→ **YOUR GOAL**
If a line in the material below has the word "ApiClientConfig", copy it.

→ **SOURCE RECORDS**
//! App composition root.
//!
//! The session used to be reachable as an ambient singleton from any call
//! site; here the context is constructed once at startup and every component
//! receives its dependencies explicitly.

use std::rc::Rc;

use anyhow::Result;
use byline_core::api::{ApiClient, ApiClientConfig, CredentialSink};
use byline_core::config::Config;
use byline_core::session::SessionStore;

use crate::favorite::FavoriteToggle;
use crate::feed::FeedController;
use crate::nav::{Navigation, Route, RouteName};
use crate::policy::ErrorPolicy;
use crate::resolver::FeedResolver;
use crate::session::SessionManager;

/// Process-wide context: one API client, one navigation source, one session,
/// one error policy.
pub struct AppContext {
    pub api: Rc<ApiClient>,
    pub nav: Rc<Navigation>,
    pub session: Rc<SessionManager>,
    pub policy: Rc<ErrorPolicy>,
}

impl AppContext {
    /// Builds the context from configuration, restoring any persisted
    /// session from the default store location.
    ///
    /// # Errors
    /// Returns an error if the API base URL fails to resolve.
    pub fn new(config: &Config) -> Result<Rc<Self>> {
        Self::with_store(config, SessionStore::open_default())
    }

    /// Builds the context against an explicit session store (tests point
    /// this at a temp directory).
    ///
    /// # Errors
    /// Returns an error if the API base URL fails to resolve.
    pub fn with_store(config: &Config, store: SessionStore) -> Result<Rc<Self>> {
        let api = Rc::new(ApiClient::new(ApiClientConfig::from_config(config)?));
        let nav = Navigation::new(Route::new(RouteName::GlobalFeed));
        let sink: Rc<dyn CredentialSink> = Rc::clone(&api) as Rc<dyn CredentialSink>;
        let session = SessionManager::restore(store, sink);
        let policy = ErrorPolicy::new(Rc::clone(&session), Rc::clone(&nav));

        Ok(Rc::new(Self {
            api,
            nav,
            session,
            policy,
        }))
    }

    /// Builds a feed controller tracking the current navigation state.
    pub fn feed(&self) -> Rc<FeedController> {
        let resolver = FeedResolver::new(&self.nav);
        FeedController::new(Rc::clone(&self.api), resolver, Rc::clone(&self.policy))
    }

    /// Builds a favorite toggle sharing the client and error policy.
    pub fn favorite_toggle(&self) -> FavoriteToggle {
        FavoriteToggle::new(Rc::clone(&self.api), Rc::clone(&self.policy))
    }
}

→ **EXPECTED ANSWER**
use byline_core::api::{ApiClient, ApiClientConfig, CredentialSink};
        let api = Rc::new(ApiClient::new(ApiClientConfig::from_config(config)?));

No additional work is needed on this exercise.